**Data:**
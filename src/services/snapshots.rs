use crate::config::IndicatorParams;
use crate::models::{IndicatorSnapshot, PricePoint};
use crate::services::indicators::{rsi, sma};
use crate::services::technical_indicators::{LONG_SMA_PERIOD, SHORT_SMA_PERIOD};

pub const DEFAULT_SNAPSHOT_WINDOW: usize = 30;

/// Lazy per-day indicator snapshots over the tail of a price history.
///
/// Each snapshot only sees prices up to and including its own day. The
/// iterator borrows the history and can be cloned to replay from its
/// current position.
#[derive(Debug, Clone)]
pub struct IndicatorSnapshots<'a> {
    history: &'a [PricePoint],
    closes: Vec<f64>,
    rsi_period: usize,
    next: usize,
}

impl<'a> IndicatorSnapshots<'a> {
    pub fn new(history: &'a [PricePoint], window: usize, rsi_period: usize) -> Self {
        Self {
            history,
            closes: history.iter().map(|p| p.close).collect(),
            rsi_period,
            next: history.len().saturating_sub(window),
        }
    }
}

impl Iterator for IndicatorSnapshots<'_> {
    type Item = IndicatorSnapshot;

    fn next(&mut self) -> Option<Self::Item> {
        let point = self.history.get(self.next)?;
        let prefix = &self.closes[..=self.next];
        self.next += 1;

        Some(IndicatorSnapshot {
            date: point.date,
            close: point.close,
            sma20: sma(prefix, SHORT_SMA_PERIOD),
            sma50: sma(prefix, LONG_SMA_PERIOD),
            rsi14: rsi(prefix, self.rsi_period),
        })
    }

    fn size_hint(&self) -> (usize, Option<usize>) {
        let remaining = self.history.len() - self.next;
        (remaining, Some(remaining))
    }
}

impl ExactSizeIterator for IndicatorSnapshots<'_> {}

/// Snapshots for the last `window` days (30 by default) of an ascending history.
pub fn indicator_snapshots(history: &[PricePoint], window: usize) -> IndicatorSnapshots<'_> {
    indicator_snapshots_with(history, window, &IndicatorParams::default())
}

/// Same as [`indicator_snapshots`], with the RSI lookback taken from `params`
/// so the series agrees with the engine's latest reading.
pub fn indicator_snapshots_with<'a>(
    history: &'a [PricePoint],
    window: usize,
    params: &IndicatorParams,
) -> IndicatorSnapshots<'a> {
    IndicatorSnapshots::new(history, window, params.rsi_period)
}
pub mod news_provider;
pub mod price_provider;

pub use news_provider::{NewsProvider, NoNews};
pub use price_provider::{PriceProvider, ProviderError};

==

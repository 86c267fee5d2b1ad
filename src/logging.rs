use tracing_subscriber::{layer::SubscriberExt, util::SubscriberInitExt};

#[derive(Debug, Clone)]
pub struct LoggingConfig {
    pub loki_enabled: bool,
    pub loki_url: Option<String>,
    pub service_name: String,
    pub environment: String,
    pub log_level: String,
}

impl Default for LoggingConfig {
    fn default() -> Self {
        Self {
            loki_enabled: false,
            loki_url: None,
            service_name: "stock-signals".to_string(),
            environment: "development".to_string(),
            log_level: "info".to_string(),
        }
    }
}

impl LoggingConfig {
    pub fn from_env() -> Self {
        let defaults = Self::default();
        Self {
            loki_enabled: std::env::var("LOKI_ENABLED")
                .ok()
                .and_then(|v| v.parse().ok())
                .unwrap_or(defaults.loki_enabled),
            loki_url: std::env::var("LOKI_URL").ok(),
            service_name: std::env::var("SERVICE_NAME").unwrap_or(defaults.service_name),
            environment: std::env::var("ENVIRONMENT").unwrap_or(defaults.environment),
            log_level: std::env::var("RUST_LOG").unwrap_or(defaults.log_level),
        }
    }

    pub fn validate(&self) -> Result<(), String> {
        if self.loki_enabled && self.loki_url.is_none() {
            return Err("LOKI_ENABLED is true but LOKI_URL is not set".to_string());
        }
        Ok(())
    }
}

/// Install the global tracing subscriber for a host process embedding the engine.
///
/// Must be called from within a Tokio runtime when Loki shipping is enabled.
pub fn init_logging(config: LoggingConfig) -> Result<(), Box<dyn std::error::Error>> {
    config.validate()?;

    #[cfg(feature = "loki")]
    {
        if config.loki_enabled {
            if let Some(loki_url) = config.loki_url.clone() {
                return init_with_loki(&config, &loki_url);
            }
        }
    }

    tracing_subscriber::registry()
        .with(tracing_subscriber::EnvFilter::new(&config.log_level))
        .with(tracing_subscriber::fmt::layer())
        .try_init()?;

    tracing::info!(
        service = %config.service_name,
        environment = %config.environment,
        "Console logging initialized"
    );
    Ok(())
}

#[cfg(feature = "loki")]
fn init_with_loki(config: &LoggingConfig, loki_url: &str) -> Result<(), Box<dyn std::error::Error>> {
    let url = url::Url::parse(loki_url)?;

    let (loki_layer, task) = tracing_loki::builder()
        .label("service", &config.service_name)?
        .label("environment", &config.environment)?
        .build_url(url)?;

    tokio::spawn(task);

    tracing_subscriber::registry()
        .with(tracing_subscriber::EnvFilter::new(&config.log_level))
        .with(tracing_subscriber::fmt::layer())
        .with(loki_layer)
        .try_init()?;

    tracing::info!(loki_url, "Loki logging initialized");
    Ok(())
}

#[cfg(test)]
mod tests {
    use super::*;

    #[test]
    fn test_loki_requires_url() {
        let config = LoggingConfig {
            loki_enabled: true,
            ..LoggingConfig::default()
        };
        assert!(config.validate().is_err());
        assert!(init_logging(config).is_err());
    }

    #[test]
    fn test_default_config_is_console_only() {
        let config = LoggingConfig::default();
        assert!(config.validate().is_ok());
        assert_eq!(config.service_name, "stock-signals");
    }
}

**About this task:** Wherever a line in the data above holds the word "PricePoint", copy that line.

**Written reply:**
use crate::models::{IndicatorSnapshot, PricePoint};
    history: &'a [PricePoint],
    pub fn new(history: &'a [PricePoint], window: usize, rsi_period: usize) -> Self {
pub fn indicator_snapshots(history: &[PricePoint], window: usize) -> IndicatorSnapshots<'_> {
    history: &'a [PricePoint],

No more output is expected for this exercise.